- SOURCE DATA -
────────

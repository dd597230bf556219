//! End-to-end lifecycle: serve, drive a claim through HTTP, shut down.

#![allow(clippy::expect_used, clippy::unwrap_used)]

use serde_json::{Value, json};
use shiftmatch_bot::{Application, Ports};
use shiftmatch_core::catalog::{RawCatalog, RawShopRow, RawStationLink};
use shiftmatch_core::types::{RequestId, UserId};
use shiftmatch_runtime::{Marketplace, MarketplaceConfig};
use shiftmatch_testing::{InMemoryRequestStore, ManualClock, PostCall, RecordingNotifier, RecordingPoster, StaticCatalog};
use shiftmatch_web::AppState;
use std::sync::Arc;
use std::time::Duration;
use tokio::sync::oneshot;

fn catalog() -> RawCatalog {
    RawCatalog {
        shops: vec![RawShopRow {
            row_number: 2,
            id: Some("10".into()),
            name: "Alpha".into(),
            is_active: Some("1".into()),
            stations: vec![RawStationLink {
                station: "Тверская".into(),
                distance: Some("300".into()),
            }],
        }],
        station_areas: Vec::new(),
    }
}

async fn eventually(mut check: impl FnMut() -> bool) -> bool {
    for _ in 0..100 {
        if check() {
            return true;
        }
        tokio::time::sleep(Duration::from_millis(10)).await;
    }
    false
}

#[tokio::test]
async fn test_serves_until_signal_and_runs_effects() {
    let store = Arc::new(InMemoryRequestStore::new());
    let clock = Arc::new(ManualClock::default());
    let notifier = Arc::new(RecordingNotifier::new());
    let poster = Arc::new(RecordingPoster::new());
    let (market, worker) = Marketplace::new(
        store.clone(),
        Arc::new(StaticCatalog::new(catalog())),
        clock.clone(),
        MarketplaceConfig::default(),
    );

    let state = AppState::new(&market, clock, None);
    let listener = tokio::net::TcpListener::bind("127.0.0.1:0").await.unwrap();
    let app = Application::new(
        listener,
        market,
        worker,
        Ports {
            notifier: notifier.clone(),
            poster: poster.clone(),
        },
        state,
        Duration::from_secs(2),
    );
    let base = format!("http://{}", app.local_addr().unwrap());

    let (stop_tx, stop_rx) = oneshot::channel::<()>();
    let server = tokio::spawn(app.run_until(async move {
        let _ = stop_rx.await;
    }));

    let http = reqwest::Client::new();
    let created: Value = http
        .post(format!("{base}/api/requests"))
        .json(&json!({
            "kind": "director",
            "date": "2025-01-02",
            "start": "09:00:00",
            "end": "17:00:00",
            "shop_id": 10,
            "station": null,
            "position": "Barista",
            "note": null,
            "author_id": 1000
        }))
        .send()
        .await
        .unwrap()
        .json()
        .await
        .unwrap();
    let id = created["id"].as_i64().unwrap();

    let request_id = RequestId::new(id);
    assert!(
        eventually(|| store.get(request_id).and_then(|r| r.channel_post_ref).is_some()).await,
        "posting was never recorded"
    );
    assert_eq!(store.get(request_id).unwrap().channel_post_ref, poster.last_published());

    let claimed = http
        .post(format!("{base}/api/requests/{id}/claim"))
        .json(&json!({ "claimant_id": 7 }))
        .send()
        .await
        .unwrap();
    assert!(claimed.status().is_success());

    assert!(eventually(|| !notifier.messages_for(UserId::new(7)).is_empty()).await, "claimant was never notified");
    assert!(
        eventually(|| poster.calls().iter().any(|call| matches!(call, PostCall::Update { .. }))).await,
        "posting was never updated"
    );

    stop_tx.send(()).unwrap();
    let finished = tokio::time::timeout(Duration::from_secs(10), server).await;
    assert!(matches!(finished, Ok(Ok(Ok(())))));
}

────────

- INSTRUCTIONS TO FOLLOW -
Show every line in the entries where the string "posting" occurs.

- ANSWER FOR THE TASK -
        "posting was never recorded"
        "posting was never updated"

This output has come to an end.